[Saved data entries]
········
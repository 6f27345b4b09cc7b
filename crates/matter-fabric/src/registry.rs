//! Fabric Registry (spec.md §4.E): indexed storage, lookups, and
//! add/updated/deleted observables. Cascading session teardown on delete is
//! the service layer's job: `services/node::run` subscribes to
//! [`FabricEvent::Deleted`] and calls
//! `matter_session::SessionManager::destroy_all_for_fabric`, which in turn
//! fires `SessionDestroyed` for each session so exchange/routing state
//! gets cleaned up the same way any other session teardown does.

use crate::error::FabricError;
use crate::fabric::Fabric;
use crate::store::FabricStore;
use matter_crypto::{ct_eq, derive_compressed_fabric_id, derive_ipk, destination_id};
use matter_types::{FabricIndex, NodeId, VendorId};
use std::collections::BTreeMap;
use std::sync::{Arc, RwLock};
use tokio::sync::broadcast;
use tracing::{info, warn};

#[derive(Debug, Clone, Copy, PartialEq, Eq)]
pub enum FabricEvent {
    Added(FabricIndex),
    Updated(FabricIndex),
    Deleted(FabricIndex),
}

/// Parameters for joining a new fabric, before a `fabricIndex` is assigned.
pub struct NewFabric {
    pub fabric_id: u64,
    pub root_public_key: Vec<u8>,
    pub root_vendor_id: VendorId,
    pub node_id: NodeId,
    pub epoch_key: [u8; 16],
    pub noc: Vec<u8>,
    pub icac: Option<Vec<u8>>,
    pub rcac: Vec<u8>,
    pub label: String,
}

pub struct FabricRegistry {
    store: Arc<dyn FabricStore>,
    fabrics: RwLock<BTreeMap<u8, Fabric>>,
    events: broadcast::Sender<FabricEvent>,
}

impl FabricRegistry {
    /// Load every persisted fabric from `store` at construction.
    pub fn load(store: Arc<dyn FabricStore>) -> Result<Self, FabricError> {
        let loaded = store.load_all()?;
        let mut fabrics = BTreeMap::new();
        for fabric in loaded {
            fabrics.insert(fabric.fabric_index.value(), fabric);
        }
        let (events, _rx) = broadcast::channel(64);
        Ok(FabricRegistry { store, fabrics: RwLock::new(fabrics), events })
    }

    pub fn subscribe(&self) -> broadcast::Receiver<FabricEvent> {
        self.events.subscribe()
    }

    /// Allocate the lowest free `fabricIndex` in `1..=254`.
    fn allocate_index(&self) -> Result<FabricIndex, FabricError> {
        let fabrics = self.fabrics.read().expect("lock poisoned");
        for candidate in FabricIndex::MIN..=FabricIndex::MAX {
            if !fabrics.contains_key(&candidate) {
                return Ok(FabricIndex::new(candidate).expect("candidate is in range"));
            }
        }
        Err(FabricError::IndexSpaceExhausted)
    }

    /// Commissioning commit (spec.md §4.E / §4.5): derive IPK and
    /// compressed fabric ID, allocate a fabric index, persist, and emit
    /// `Added`.
    pub fn add_fabric(&self, new: NewFabric) -> Result<FabricIndex, FabricError> {
        {
            let fabrics = self.fabrics.read().expect("lock poisoned");
            if let Some(existing) = fabrics.values().find(|f| f.identity_key() == (new.root_public_key.as_slice(), new.fabric_id)) {
                return Err(FabricError::DuplicateRootAndFabricId { existing: existing.fabric_index.value() });
            }
        }

        let fabric_index = self.allocate_index()?;
        let ipk = derive_ipk(&new.epoch_key, new.fabric_id)?;
        let compressed_fabric_id = derive_compressed_fabric_id(&new.root_public_key, new.fabric_id)?;

        let fabric = Fabric {
            fabric_index,
            fabric_id: new.fabric_id,
            root_public_key: new.root_public_key,
            root_vendor_id: new.root_vendor_id,
            compressed_fabric_id,
            node_id: new.node_id,
            operational_identity_protection_key: ipk,
            noc: new.noc,
            icac: new.icac,
            rcac: new.rcac,
            label: new.label,
        };

        self.store.put(&fabric)?;
        self.fabrics.write().expect("lock poisoned").insert(fabric_index.value(), fabric);
        info!(fabric_index = fabric_index.value(), "fabric added");
        let _ = self.events.send(FabricEvent::Added(fabric_index));
        Ok(fabric_index)
    }

    /// AddNOC/UpdateNOC mutation of an existing fabric's operational
    /// certificate chain (spec.md §3 lifecycle).
    pub fn update_noc(&self, fabric_index: FabricIndex, noc: Vec<u8>, icac: Option<Vec<u8>>) -> Result<(), FabricError> {
        let mut fabrics = self.fabrics.write().expect("lock poisoned");
        let fabric = fabrics.get_mut(&fabric_index.value()).ok_or(FabricError::NotFound(fabric_index.value()))?;
        fabric.noc = noc;
        fabric.icac = icac;
        self.store.put(fabric)?;
        let _ = self.events.send(FabricEvent::Updated(fabric_index));
        Ok(())
    }

    pub fn remove_fabric(&self, fabric_index: FabricIndex) -> Result<Fabric, FabricError> {
        let removed = self
            .fabrics
            .write()
            .expect("lock poisoned")
            .remove(&fabric_index.value())
            .ok_or(FabricError::NotFound(fabric_index.value()))?;
        self.store.delete(fabric_index)?;
        warn!(fabric_index = fabric_index.value(), "fabric removed, cascading session teardown expected");
        let _ = self.events.send(FabricEvent::Deleted(fabric_index));
        Ok(removed)
    }

    pub fn get(&self, fabric_index: FabricIndex) -> Option<Fabric> {
        self.fabrics.read().expect("lock poisoned").get(&fabric_index.value()).cloned()
    }

    pub fn by_compressed_fabric_id(&self, compressed: &[u8; 8]) -> Option<Fabric> {
        self.fabrics.read().expect("lock poisoned").values().find(|f| &f.compressed_fabric_id == compressed).cloned()
    }

    pub fn by_root_and_fabric_id(&self, root_public_key: &[u8], fabric_id: u64) -> Option<Fabric> {
        self.fabrics
            .read()
            .expect("lock poisoned")
            .values()
            .find(|f| f.identity_key() == (root_public_key, fabric_id))
            .cloned()
    }

    /// CASE Sigma1 destination-ID resolution (spec.md §4.D.2): iterate every
    /// joined fabric's IPK and return the one whose computed destination ID
    /// matches the peer-supplied value. The match itself is a MAC
    /// comparison (destination ID is an HMAC-SHA-256 tag), so it's done in
    /// constant time rather than with `==`.
    pub fn by_destination_id(&self, random: &[u8; 32], candidate_dest_node_id: u64, received: &[u8; 32]) -> Option<Fabric> {
        self.fabrics.read().expect("lock poisoned").values().find(|fabric| {
            let computed = destination_id(
                &fabric.operational_identity_protection_key,
                random,
                &fabric.root_public_key,
                fabric.fabric_id,
                candidate_dest_node_id,
            );
            ct_eq(&computed, received)
        }).cloned()
    }

    pub fn len(&self) -> usize {
        self.fabrics.read().expect("lock poisoned").len()
    }

    pub fn is_empty(&self) -> bool {
        self.len() == 0
    }

    pub fn all(&self) -> Vec<Fabric> {
        self.fabrics.read().expect("lock poisoned").values().cloned().collect()
    }
}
········
Copy each line of the records containing the string "cloned".

        self.fabrics.read().expect("lock poisoned").get(&fabric_index.value()).cloned()
        self.fabrics.read().expect("lock poisoned").values().find(|f| &f.compressed_fabric_id == compressed).cloned()
            .cloned()
        }).cloned()
        self.fabrics.read().expect("lock poisoned").values().cloned().collect()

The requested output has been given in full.